Much has been made of the studio interview with Lottie Dexter, the government-appointed ambassador for the scheme, who admitted to Jeremy Paxman that she herself can’t code. That doesn’t both me so much, if she does as she said she would and makes an effort to learn in the coming year. I can easily enough imagine an overweight person fronting an anti-obesity initiative in the same way.
What most annoyed me was Newsnight’s tone. In the first minute we were told that code is ‘baffling’ and ‘gobbledegook’. They’re pretty pejorative descriptions, and seem to reflect an anti-intellectualism that it all too common in reporting on maths and sciences. They’re terms that otherwise get used to describe UKBA visa rules or EU arcana. It’s unlikely Newsnight would use them to describe Ulysses, a work of legal scholarship, or something else in the media’s comfort zone of the arts and humanities. They might, however, apply them to an equation in physics or a new theorem in maths.

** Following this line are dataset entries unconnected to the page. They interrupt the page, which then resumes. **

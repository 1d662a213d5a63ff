use serde::de::DeserializeOwned;
use serde::{Deserialize, Deserializer};
use serde_json::Value;

/// A field the upstream sends as a string, an object or null, depending
/// on the record
///
/// Resolve it into a concrete clean value inside the parser; it never
/// appears in a clean record.
#[derive(Debug, Clone, Default, PartialEq)]
pub enum Loose {
    #[default]
    Absent,
    Text(String),
    Structured(Value),
}

impl<'de> Deserialize<'de> for Loose {
    fn deserialize<D: Deserializer<'de>>(deserializer: D) -> Result<Self, D::Error> {
        Ok(match Value::deserialize(deserializer)? {
            Value::Null => Self::Absent,
            Value::String(s) => Self::Text(s),
            other => Self::Structured(other),
        })
    }
}

impl Loose {
    pub fn is_absent(&self) -> bool {
        matches!(self, Self::Absent)
    }

    /// The value when it arrived as a plain string
    pub fn as_text(&self) -> Option<&str> {
        match self {
            Self::Text(s) => Some(s),
            _ => None,
        }
    }

    /// Text of the field: the string itself, or `key` inside an object
    pub fn text_or_field(&self, key: &str) -> String {
        match self {
            Self::Text(s) => s.clone(),
            Self::Structured(v) => v
                .get(key)
                .and_then(Value::as_str)
                .unwrap_or_default()
                .to_string(),
            Self::Absent => String::new(),
        }
    }

    /// Truthiness: JSON booleans, `"true"` strings and non-zero numbers
    pub fn truthy(&self) -> bool {
        match self {
            Self::Text(s) => s.eq_ignore_ascii_case("true"),
            Self::Structured(Value::Bool(b)) => *b,
            Self::Structured(Value::Number(n)) => n.as_f64().is_some_and(|f| f != 0.0),
            _ => false,
        }
    }

    /// Decodes an object payload, falling back to `T::default()`
    pub fn decode_or_default<T: DeserializeOwned + Default>(&self) -> T {
        match self {
            Self::Structured(v @ Value::Object(_)) => {
                serde_json::from_value(v.clone()).unwrap_or_default()
            }
            _ => T::default(),
        }
    }
}

/// Lenient field deserializers for use with `#[serde(default, deserialize_with = "...")]`
///
/// Each one maps null, missing and mistyped input to the type's zero value
/// instead of failing the whole record.
pub mod de {
    use super::*;

    /// Nested objects; null, a non-object or an undecodable object becomes
    /// `T::default()`
    pub fn lenient_object<'de, D, T>(deserializer: D) -> Result<T, D::Error>
    where
        D: Deserializer<'de>,
        T: DeserializeOwned + Default,
    {
        Ok(match Value::deserialize(deserializer)? {
            v @ Value::Object(_) => serde_json::from_value(v).unwrap_or_else(|e| {
                tracing::debug!(error = %e, "undecodable nested object; using default");
                T::default()
            }),
            Value::Null => T::default(),
            other => {
                tracing::debug!(found = %kind_of(&other), "expected an object; using default");
                T::default()
            }
        })
    }

    /// Arrays decoded element by element; elements that fail to decode are
    /// dropped and anything other than an array is empty
    pub fn lenient_seq<'de, D, T>(deserializer: D) -> Result<Vec<T>, D::Error>
    where
        D: Deserializer<'de>,
        T: DeserializeOwned,
    {
        Ok(match Value::deserialize(deserializer)? {
            Value::Array(items) => items
                .into_iter()
                .filter_map(|item| match serde_json::from_value(item) {
                    Ok(decoded) => Some(decoded),
                    Err(e) => {
                        tracing::debug!(error = %e, "dropping undecodable array element");
                        None
                    }
                })
                .collect(),
            Value::Null => Vec::new(),
            other => {
                tracing::debug!(found = %kind_of(&other), "expected an array; using empty");
                Vec::new()
            }
        })
    }

    fn kind_of(value: &Value) -> &'static str {
        match value {
            Value::Null => "null",
            Value::Bool(_) => "bool",
            Value::Number(_) => "number",
            Value::String(_) => "string",
            Value::Array(_) => "array",
            Value::Object(_) => "object",
        }
    }

    /// Numbers, numeric strings and null; anything else is 0
    pub fn lenient_f64<'de, D: Deserializer<'de>>(deserializer: D) -> Result<f64, D::Error> {
        Ok(match Value::deserialize(deserializer)? {
            Value::Number(n) => n.as_f64().unwrap_or_default(),
            Value::String(s) => s.trim().parse().unwrap_or_default(),
            _ => 0.0,
        })
    }

    pub fn lenient_i64<'de, D: Deserializer<'de>>(deserializer: D) -> Result<i64, D::Error> {
        Ok(match Value::deserialize(deserializer)? {
            Value::Number(n) => n
                .as_i64()
                .or_else(|| n.as_f64().map(|f| f as i64))
                .unwrap_or_default(),
            Value::String(s) => s.trim().parse().unwrap_or_default(),
            _ => 0,
        })
    }

    /// Strings as-is, numbers and booleans rendered, everything else empty
    pub fn lenient_string<'de, D: Deserializer<'de>>(deserializer: D) -> Result<String, D::Error> {
        Ok(match Value::deserialize(deserializer)? {
            Value::String(s) => s,
            Value::Number(n) => n.to_string(),
            Value::Bool(b) => b.to_string(),
            _ => String::new(),
        })
    }

    pub fn lenient_bool<'de, D: Deserializer<'de>>(deserializer: D) -> Result<bool, D::Error> {
        Ok(match Value::deserialize(deserializer)? {
            Value::Bool(b) => b,
            Value::String(s) => s.eq_ignore_ascii_case("true"),
            Value::Number(n) => n.as_f64().is_some_and(|f| f != 0.0),
            _ => false,
        })
    }
}
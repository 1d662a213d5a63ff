use rand::Rng;

/// User agent sent on the first attempt of every request
pub const DEFAULT_USER_AGENT: &str = "Mozilla/5.0 (Windows NT 10.0; Win64; x64) AppleWebKit/537.36 (KHTML, like Gecko) Chrome/120.0.0.0 Safari/537.36";

/// Pool drawn from on retries
pub const USER_AGENTS: &[&str] = &[
    "Mozilla/5.0 (Windows NT 10.0; Win64; x64) AppleWebKit/537.36 (KHTML, like Gecko) Chrome/121.0.0.0 Safari/537.36",
    "Mozilla/5.0 (Macintosh; Intel Mac OS X 10_15_7) AppleWebKit/537.36 (KHTML, like Gecko) Chrome/120.0.0.0 Safari/537.36",
    "Mozilla/5.0 (Windows NT 10.0; Win64; x64; rv:109.0) Gecko/20100101 Firefox/115.0",
    "Mozilla/5.0 (Macintosh; Intel Mac OS X 10_15_7) AppleWebKit/605.1.15 (KHTML, like Gecko) Version/16.5 Safari/605.1.15",
    "Mozilla/5.0 (X11; Linux x86_64) AppleWebKit/537.36 (KHTML, like Gecko) Chrome/120.0.0.0 Safari/537.36",
    "Mozilla/5.0 (Windows NT 10.0; Win64; x64) AppleWebKit/537.36 (KHTML, like Gecko) Chrome/121.0.0.0 Safari/537.36 Edg/121.0.0.0",
];

/// Picks the user agent for a zero-based attempt number
///
/// Attempt 0 always uses [`DEFAULT_USER_AGENT`]; retries draw uniformly
/// from [`USER_AGENTS`].
pub fn select_user_agent<R: Rng + ?Sized>(attempt: u32, rng: &mut R) -> &'static str {
    if attempt == 0 {
        return DEFAULT_USER_AGENT;
    }
    USER_AGENTS[rng.random_range(0..USER_AGENTS.len())]
}

#[cfg(test)]
mod tests {
    use super::*;
    use rand::rngs::StdRng;
    use rand::SeedableRng;

    #[test]
    fn test_first_attempt_is_canonical() {
        let mut rng = StdRng::seed_from_u64(7);
        for _ in 0..10 {
            assert_eq!(select_user_agent(0, &mut rng), DEFAULT_USER_AGENT);
        }
    }

    #[test]
    fn test_retries_draw_from_pool() {
        let mut rng = StdRng::seed_from_u64(7);
        for attempt in 1..50 {
            assert!(USER_AGENTS.contains(&select_user_agent(attempt, &mut rng)));
        }
    }
}
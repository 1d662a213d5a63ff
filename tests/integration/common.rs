//! Shared fixtures for the integration tests
//!
//! Every test runs against a wiremock server standing in for the upstream
//! site, with fast backoff so retry scenarios finish in milliseconds.

use serde_json::{json, Value};
use stay_harvest::config::{parse_config, Config};
use std::path::Path;
use wiremock::{Match, Request};

pub const CALENDAR_PATH: &str = "/api/v3/PdpAvailabilityCalendar";
pub const REVIEWS_PATH: &str = "/api/v3/StaysPdpReviewsQuery";
pub const SEARCH_PATH: &str = "/api/v3/StaysSearch";

pub const API_KEY: &str = "d306zoyjsyarp7ifhu67rjxn52tv0t20";

/// Configuration pointing at `base_url`, writing everything under `dir`
///
/// `client_extra` is inserted verbatim into the `[client]` table.
pub fn test_config(base_url: &str, dir: &Path, client_extra: &str) -> Config {
    let hash = "a".repeat(64);
    let toml = format!(
        r#"
[client]
base-url = "{base_url}"
{client_extra}

[retry]
max-attempts = 5
backoff-base-ms = 20
jitter-ms = 10
timeout-secs = 5

[pagination]
max-pages = 3
review-page-size = 2
search-page-size = 2
calendar-months = 1

[scheduler]
room-concurrency = 3
city-concurrency = 2
min-delay-ms = 0
max-delay-ms = 0

[endpoints.calendar]
path = "{CALENDAR_PATH}"
hash = "{hash}"

[endpoints.reviews]
path = "{REVIEWS_PATH}"
hash = "{hash}"

[endpoints.search]
path = "{SEARCH_PATH}"
hash = "{hash}"

[output]
directory = "{dir}/artifacts"
index-path = "{dir}/index.db"
"#,
        dir = dir.display(),
    );

    parse_config(&toml).expect("test config should be valid")
}

/// A room page carrying an API key and a minimal details payload
pub fn room_page(room_id: u64) -> String {
    let state = json!({
        "niobeClientData": [[
            format!("StaysPdpSections:{room_id}"),
            {
                "data": {
                    "presentation": {
                        "stayProductDetailPage": {
                            "sections": {
                                "metadata": {
                                    "sharingConfig": { "title": "Fallback title", "personCapacity": 2 }
                                },
                                "sections": [
                                    {
                                        "sectionComponentType": "TITLE_DEFAULT",
                                        "section": { "title": format!("Room {room_id}") }
                                    }
                                ]
                            }
                        }
                    }
                }
            }
        ]]
    });

    format!(
        r#"<!DOCTYPE html>
<html>
<head><title>Room {room_id}</title></head>
<body>
<script id="data-injector-instances" type="application/json">{{"api_config":{{"key":"{API_KEY}","baseUrl":"/api"}}}}</script>
<script id="data-deferred-state-0" type="application/json">{state}</script>
</body>
</html>"#
    )
}

pub fn calendar_body() -> Value {
    json!({
        "data": {
            "merlin": {
                "pdpAvailabilityCalendar": {
                    "calendarMonths": [{
                        "month": 1,
                        "year": 2027,
                        "days": [
                            {
                                "calendarDate": "2027-01-01",
                                "available": true,
                                "minNights": 2,
                                "maxNights": 30,
                                "availableForCheckin": true,
                                "availableForCheckout": false,
                                "bookable": true,
                                "price": { "localPriceFormatted": "$120" }
                            },
                            {
                                "calendarDate": "2027-01-02",
                                "available": false,
                                "minNights": "2",
                                "maxNights": 30,
                                "availableForCheckin": false,
                                "availableForCheckout": true,
                                "bookable": null,
                                "price": { "localPriceFormatted": null }
                            }
                        ]
                    }]
                }
            }
        }
    })
}

/// A full review page that always claims another page follows
pub fn reviews_body(first_id: u64, count: u64) -> Value {
    let reviews: Vec<Value> = (first_id..first_id + count)
        .map(|id| {
            json!({
                "id": id.to_string(),
                "comments": format!("Review {id}"),
                "language": "en",
                "createdAt": "2024-05-01T10:00:00Z",
                "rating": 5,
                "reviewer": { "id": "9", "firstName": "Ana" }
            })
        })
        .collect();

    json!({
        "data": {
            "presentation": {
                "stayProductDetailPage": {
                    "reviews": {
                        "metadata": { "reviewsCount": 1000, "ratingValue": 4.9 },
                        "paginationInfo": { "hasNextPage": true },
                        "reviews": reviews
                    }
                }
            }
        }
    })
}

pub fn search_body(room_ids: &[u64], next_cursor: Option<&str>) -> Value {
    let results: Vec<Value> = room_ids
        .iter()
        .map(|id| {
            json!({
                "listing": {
                    "id": id.to_string(),
                    "name": format!("Listing {id}"),
                    "city": "Lisbon",
                    "avgRatingLocalized": "4.8 (12)"
                },
                "pricingQuote": null
            })
        })
        .collect();

    json!({
        "data": {
            "presentation": {
                "staysSearch": {
                    "results": {
                        "searchResults": results,
                        "paginationInfo": { "nextPageCursor": next_cursor }
                    }
                }
            }
        }
    })
}

/// Matches API calls whose `variables` parameter contains `needle`
pub struct VariablesContain(pub String);

impl VariablesContain {
    pub fn listing(room_id: u64) -> Self {
        Self(format!("\"listingId\":\"{room_id}\""))
    }

    pub fn cursor(cursor: &str) -> Self {
        Self(format!("\"cursor\":\"{cursor}\""))
    }
}

impl Match for VariablesContain {
    fn matches(&self, request: &Request) -> bool {
        request
            .url
            .query_pairs()
            .any(|(name, value)| name == "variables" && value.contains(&self.0))
    }
}

/// Number of requests the server saw for `path`
pub async fn requests_to(server: &wiremock::MockServer, path: &str) -> usize {
    server
        .received_requests()
        .await
        .unwrap_or_default()
        .iter()
        .filter(|r| r.url.path() == path)
        .count()
}
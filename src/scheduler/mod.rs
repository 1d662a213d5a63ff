//! Concurrent fan-out scheduler
//!
//! Runs a batch of independent jobs on a bounded worker pool:
//! - A counting semaphore caps the number of jobs holding a slot
//! - Each job may be skipped when its output already exists
//! - A randomized delay before each job avoids synchronized bursts
//! - One job's failure never cancels its siblings
//!
//! Results are collected in completion order; use
//! [`BatchReport::sorted_by_key`] when a stable order is needed.

mod report;

pub use report::{BatchReport, JobOutcome, JobReport};

use crate::config::SchedulerConfig;
use crate::HarvestError;
use async_trait::async_trait;
use rand::Rng;
use std::sync::Arc;
use std::time::{Duration, Instant};
use tokio::sync::Semaphore;
use tokio::task::JoinSet;
use tokio_util::sync::CancellationToken;

/// What a successful job reports back
#[derive(Debug, Clone, Copy, Default, PartialEq, Eq)]
pub struct JobSuccess {
    /// Total HTTP attempts the job spent
    pub attempts: u32,
}

/// One unit of work in a batch
#[async_trait]
pub trait Job: Send + Sync + 'static {
    /// Stable identifier used in logs and reports
    fn key(&self) -> String;

    /// Whether the job's output already exists, so the job can be skipped
    async fn is_complete(&self) -> bool {
        false
    }

    /// Runs the fetch, parse and persist sequence
    async fn run(&self, cancel: &CancellationToken) -> Result<JobSuccess, HarvestError>;
}

/// Bounded worker pool for one batch type
#[derive(Debug, Clone)]
pub struct Scheduler {
    concurrency: usize,
    min_delay: Duration,
    max_delay: Duration,
    cancel: CancellationToken,
}

impl Scheduler {
    /// Creates a scheduler
    ///
    /// # Arguments
    ///
    /// * `concurrency` - Maximum jobs in flight; 0 is treated as 1
    /// * `min_delay` / `max_delay` - Bounds of the uniform pre-job delay
    /// * `cancel` - Stops queued jobs from starting and aborts running ones
    pub fn new(
        concurrency: usize,
        min_delay: Duration,
        max_delay: Duration,
        cancel: CancellationToken,
    ) -> Self {
        Self {
            concurrency: concurrency.max(1),
            min_delay: min_delay.min(max_delay),
            max_delay,
            cancel,
        }
    }

    /// Scheduler with the configured delays and the given ceiling
    pub fn from_config(config: &SchedulerConfig, concurrency: usize, cancel: CancellationToken) -> Self {
        Self::new(
            concurrency,
            Duration::from_millis(config.min_delay_ms),
            Duration::from_millis(config.max_delay_ms),
            cancel,
        )
    }

    pub fn concurrency(&self) -> usize {
        self.concurrency
    }

    pub fn cancel_token(&self) -> &CancellationToken {
        &self.cancel
    }

    /// Runs every job and waits for all of them to finish
    pub async fn run_batch<J: Job>(&self, jobs: Vec<J>) -> BatchReport {
        let total = jobs.len();
        let started = Instant::now();
        let semaphore = Arc::new(Semaphore::new(self.concurrency));
        let mut tasks = JoinSet::new();

        tracing::info!(total, concurrency = self.concurrency, "starting batch");

        for job in jobs {
            let semaphore = Arc::clone(&semaphore);
            let cancel = self.cancel.clone();
            let (min_delay, max_delay) = (self.min_delay, self.max_delay);
            tasks.spawn(async move { run_slot(job, semaphore, cancel, min_delay, max_delay).await });
        }

        let mut reports = Vec::with_capacity(total);
        while let Some(joined) = tasks.join_next().await {
            let report = match joined {
                Ok(report) => report,
                Err(e) => {
                    tracing::error!(error = %e, "job task aborted");
                    JobReport::failed("<aborted>", Duration::ZERO, None, None, e.to_string())
                }
            };

            log_progress(reports.len() + 1, total, &report);
            reports.push(report);
        }

        let report = BatchReport::new(reports, started.elapsed());
        tracing::info!(
            succeeded = report.succeeded(),
            skipped = report.skipped(),
            failed = report.failed(),
            cancelled = report.cancelled(),
            elapsed_ms = report.elapsed.as_millis() as u64,
            "batch finished"
        );
        report
    }
}

fn random_delay(min: Duration, max: Duration) -> Duration {
    if max.is_zero() || min >= max {
        return max;
    }
    let mut rng = rand::rng();
    let millis = rng.random_range(min.as_millis() as u64..=max.as_millis() as u64);
    Duration::from_millis(millis)
}

/// One job's life: acquire, skip check, delay, run, release
async fn run_slot<J: Job>(
    job: J,
    semaphore: Arc<Semaphore>,
    cancel: CancellationToken,
    min_delay: Duration,
    max_delay: Duration,
) -> JobReport {
    let key = job.key();

    let _permit = tokio::select! {
        biased;
        _ = cancel.cancelled() => return JobReport::cancelled(key, Duration::ZERO),
        permit = semaphore.acquire_owned() => match permit {
            Ok(permit) => permit,
            Err(_) => return JobReport::cancelled(key, Duration::ZERO),
        },
    };

    if job.is_complete().await {
        return JobReport::skipped(key);
    }

    let delay = random_delay(min_delay, max_delay);
    if !delay.is_zero() {
        tokio::select! {
            biased;
            _ = cancel.cancelled() => return JobReport::cancelled(key, Duration::ZERO),
            _ = tokio::time::sleep(delay) => {}
        }
    }
    if cancel.is_cancelled() {
        return JobReport::cancelled(key, Duration::ZERO);
    }

    let started = Instant::now();
    match job.run(&cancel).await {
        Ok(success) => JobReport::succeeded(key, started.elapsed(), success.attempts),
        Err(e) if e.is_cancelled() => JobReport::cancelled(key, started.elapsed()),
        Err(e) => JobReport::failed(
            key,
            started.elapsed(),
            e.attempts(),
            e.last_status(),
            e.to_string(),
        ),
    }
}

fn log_progress(done: usize, total: usize, report: &JobReport) {
    match report.outcome {
        JobOutcome::Failed => tracing::warn!(
            key = %report.key,
            attempts = report.attempts,
            last_status = report.last_status,
            error = report.error.as_deref().unwrap_or_default(),
            "[{}/{}] failed",
            done,
            total
        ),
        outcome => tracing::info!(
            key = %report.key,
            elapsed_ms = report.elapsed.as_millis() as u64,
            "[{}/{}] {}",
            done,
            total,
            outcome
        ),
    }
}
use serde::Serialize;

/// A displayed price split into its parts
#[derive(Debug, Clone, Default, PartialEq, Serialize)]
pub struct Price {
    /// The string as the upstream displayed it
    pub formatted: String,
    pub amount: f64,
    pub currency: String,
}

/// Splits a display price such as `"$1,234.56"` into amount and symbol
///
/// Only the first whitespace-delimited token is read. Inside it, digits and
/// `.` form the amount, `,` is dropped as a thousands separator, and the
/// first remaining character is taken as the currency symbol.
///
/// This is a heuristic, not currency parsing. Known limitations:
/// - multi-character indicators keep only their first character
///   (`"US$12"` yields currency `"U"`; `"CHF 12"` yields amount 0)
/// - decimal commas are read as thousands separators (`"12,50€"` is 1250)
/// - a symbol in a later token is not seen (`"12 €"` has no currency)
pub fn parse_price(formatted: &str) -> Price {
    let token = formatted.split_whitespace().next().unwrap_or_default();

    let mut number = String::with_capacity(token.len());
    let mut currency = None;

    for ch in token.chars() {
        match ch {
            '0'..='9' | '.' => number.push(ch),
            ',' => {}
            other => {
                if currency.is_none() {
                    currency = Some(other);
                }
            }
        }
    }

    Price {
        formatted: formatted.to_string(),
        amount: number.parse().unwrap_or_default(),
        currency: currency.map(String::from).unwrap_or_default(),
    }
}
//! Stay-Harvest main entry point
//!
//! This is the command-line interface for the Stay-Harvest listing scraper.

use anyhow::{bail, Context};
use clap::Parser;
use std::path::{Path, PathBuf};
use std::sync::Arc;
use stay_harvest::config::{load_config_with_hash, Config};
use stay_harvest::output::{load_statistics, print_statistics};
use stay_harvest::query::room_id_from_url;
use stay_harvest::storage::{open_storage, RunStatus};
use stay_harvest::{BatchReport, CityTarget, Dataset, Harvester};
use tokio_util::sync::CancellationToken;
use tracing_subscriber::EnvFilter;

/// Stay-Harvest: listing, availability and review scraper
///
/// Fetches listing details, availability calendars and reviews for rooms,
/// and listing summaries for city searches. Completed targets are recorded
/// in an index so an interrupted run can be resumed.
#[derive(Parser, Debug)]
#[command(name = "stay-harvest")]
#[command(version)]
#[command(about = "Resilient listing, calendar and review scraper", long_about = None)]
struct Cli {
    /// Path to TOML configuration file
    #[arg(value_name = "CONFIG")]
    config: PathBuf,

    /// Room ids to harvest, comma separated
    #[arg(long, value_delimiter = ',')]
    rooms: Vec<u64>,

    /// File with one room id or room URL per line
    #[arg(long, value_name = "PATH")]
    rooms_file: Option<PathBuf>,

    /// City to search (repeatable)
    #[arg(long = "city", value_name = "NAME")]
    cities: Vec<String>,

    /// Also harvest every room found by the city searches
    #[arg(long)]
    follow: bool,

    /// Room datasets to fetch
    #[arg(long, value_delimiter = ',', default_values_t = Dataset::ALL.to_vec())]
    datasets: Vec<Dataset>,

    /// Increase logging verbosity (-v, -vv)
    #[arg(short, long, action = clap::ArgAction::Count)]
    verbose: u8,

    /// Suppress non-error output
    #[arg(short, long, conflicts_with = "verbose")]
    quiet: bool,

    /// Fetch every target again, ignoring completed entries in the index
    #[arg(long)]
    fresh: bool,

    /// Validate config and show what would be harvested without fetching
    #[arg(long, conflicts_with = "stats")]
    dry_run: bool,

    /// Show statistics from the index and exit
    #[arg(long, conflicts_with = "dry_run")]
    stats: bool,
}

#[tokio::main]
async fn main() -> anyhow::Result<()> {
    let cli = Cli::parse();

    setup_logging(cli.verbose, cli.quiet);

    tracing::info!("Loading configuration from: {}", cli.config.display());
    let (config, config_hash) = load_config_with_hash(&cli.config)
        .with_context(|| format!("failed to load configuration from {}", cli.config.display()))?;
    tracing::info!("Configuration loaded successfully (hash: {})", config_hash);

    if cli.stats {
        return handle_stats(&config);
    }

    let rooms = collect_rooms(&cli)?;
    if rooms.is_empty() && cli.cities.is_empty() {
        bail!("nothing to do: pass --rooms, --rooms-file or --city");
    }

    if cli.dry_run {
        handle_dry_run(&config, &rooms, &cli);
        return Ok(());
    }

    handle_harvest(config, &config_hash, rooms, &cli).await
}

/// Sets up the logging/tracing subscriber based on verbosity level
fn setup_logging(verbose: u8, quiet: bool) {
    let filter = if quiet {
        EnvFilter::new("error")
    } else {
        match verbose {
            0 => EnvFilter::new("stay_harvest=info,warn"),
            1 => EnvFilter::new("stay_harvest=debug,info"),
            _ => EnvFilter::new("stay_harvest=trace,debug"),
        }
    };

    tracing_subscriber::fmt()
        .with_env_filter(filter)
        .with_target(false)
        .with_thread_ids(false)
        .with_file(false)
        .init();
}

/// Room ids from `--rooms` and `--rooms-file`, in order, duplicates kept
fn collect_rooms(cli: &Cli) -> anyhow::Result<Vec<u64>> {
    let mut rooms = cli.rooms.clone();

    if let Some(path) = &cli.rooms_file {
        let content = std::fs::read_to_string(path)
            .with_context(|| format!("failed to read rooms file {}", path.display()))?;
        for (number, line) in content.lines().enumerate() {
            let line = line.trim();
            if line.is_empty() || line.starts_with('#') {
                continue;
            }
            let id = line
                .parse::<u64>()
                .ok()
                .or_else(|| room_id_from_url(line))
                .with_context(|| format!("{}:{}: not a room id or room URL: '{}'", path.display(), number + 1, line))?;
            rooms.push(id);
        }
    }

    Ok(rooms)
}

/// Handles the --stats mode: shows statistics from the index
fn handle_stats(config: &Config) -> anyhow::Result<()> {
    println!("Index: {}\n", config.output.index_path);

    let storage = open_storage(Path::new(&config.output.index_path))
        .context("failed to open index")?;
    let stats = load_statistics(&storage).context("failed to read index")?;
    print_statistics(&stats);

    Ok(())
}

/// Handles the --dry-run mode: shows the targets and the limits that apply
fn handle_dry_run(config: &Config, rooms: &[u64], cli: &Cli) {
    println!("=== Stay-Harvest Dry Run ===\n");

    println!("Client:");
    println!("  Base URL: {}", config.client.base_url);
    println!("  Locale / currency: {} / {}", config.client.locale, config.client.currency);
    println!(
        "  Fallback API key: {}",
        if config.client.fallback_api_key.is_some() { "configured" } else { "none" }
    );

    println!("\nRetry:");
    println!("  Max attempts: {}", config.retry.max_attempts);
    println!("  Backoff base / jitter: {}ms / {}ms", config.retry.backoff_base_ms, config.retry.jitter_ms);

    println!("\nScheduler:");
    println!(
        "  Concurrency (rooms / cities): {} / {}",
        config.scheduler.room_concurrency, config.scheduler.city_concurrency
    );
    println!("  Delay: {}-{}ms", config.scheduler.min_delay_ms, config.scheduler.max_delay_ms);

    let datasets: Vec<String> = cli.datasets.iter().map(ToString::to_string).collect();
    println!("\nRooms ({}), datasets: {}", rooms.len(), datasets.join(", "));
    for room in rooms {
        println!("  - {}", room);
    }

    println!("\nCities ({}){}", cli.cities.len(), if cli.follow { ", following results" } else { "" });
    for city in &cli.cities {
        println!("  - {}", city);
    }

    println!("\n✓ Configuration is valid");
}

/// Handles the main harvest operation
async fn handle_harvest(config: Config, config_hash: &str, mut rooms: Vec<u64>, cli: &Cli) -> anyhow::Result<()> {
    let cancel = CancellationToken::new();
    spawn_interrupt_handler(cancel.clone());

    let storage = open_storage(Path::new(&config.output.index_path)).context("failed to open index")?;
    let harvester = Harvester::new(config, cancel.clone())
        .and_then(|h| h.with_index(storage, config_hash))
        .context("failed to set up harvester")?
        .fresh(cli.fresh);
    let harvester = Arc::new(harvester);

    if cli.fresh {
        tracing::info!("Starting fresh harvest (ignoring completed targets)");
    }

    let mut report = BatchReport::new(Vec::new(), Default::default());

    if !cli.cities.is_empty() {
        let targets = cli.cities.iter().map(CityTarget::named).collect();
        let batch = harvester.run_cities(targets).await;
        tracing::info!("City searches: {}", batch.report);
        if cli.follow {
            tracing::info!(rooms = batch.room_ids.len(), "following rooms found by searches");
            rooms.extend(batch.room_ids);
        }
        report.merge(batch.report);
    }

    if !rooms.is_empty() && !cancel.is_cancelled() {
        let batch = harvester.run_rooms(&rooms, &cli.datasets).await;
        tracing::info!("Rooms: {}", batch);
        report.merge(batch);
    }

    let status = if cancel.is_cancelled() || report.was_cancelled() {
        RunStatus::Interrupted
    } else {
        RunStatus::Completed
    };
    harvester
        .finish(status)
        .await
        .context("failed to close run in index")?;

    print_report(&report);

    if status == RunStatus::Interrupted {
        bail!("harvest interrupted; re-run the same command to resume");
    }
    Ok(())
}

fn spawn_interrupt_handler(cancel: CancellationToken) {
    tokio::spawn(async move {
        if tokio::signal::ctrl_c().await.is_ok() {
            tracing::warn!("Interrupt received; stopping after in-flight requests");
            cancel.cancel();
        }
    });
}

fn print_report(report: &BatchReport) {
    println!("\n=== Harvest Summary ===\n");
    println!("{}", report);
    println!("Success Rate: {:.1}%", report.success_rate() * 100.0);

    let failures: Vec<_> = report.failures().collect();
    if !failures.is_empty() {
        println!("\nFailures ({}):", failures.len());
        for job in failures {
            println!(
                "  - {} (attempts: {}, last status: {}): {}",
                job.key,
                job.attempts.map_or("-".to_string(), |a| a.to_string()),
                job.last_status.map_or("-".to_string(), |s| s.to_string()),
                job.error.as_deref().unwrap_or("")
            );
        }
    }
}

Gobbledygook means ‘language that is meaningless or is made unintelligible by excessive use of technical terms’. Most programming languages are anything but that. Computer scientists have thought harder about clear and elegant language design than any other group of people. The ratio of bullshit-to-meaning is lower in science and engineering than other fields, precisely because engineers and scientists have to distinguish between millions of different concepts with absolute clarity – not, it must be said, a strict requirement of other fields (journalism included).
Yes, becoming a skilled coder takes years, but getting past ‘baffling’ takes only a modicum of effort. The Newsnight reporter chose not to bother, preferring a resort to cliché.
Either way, lazy reporting like this is part of the problem.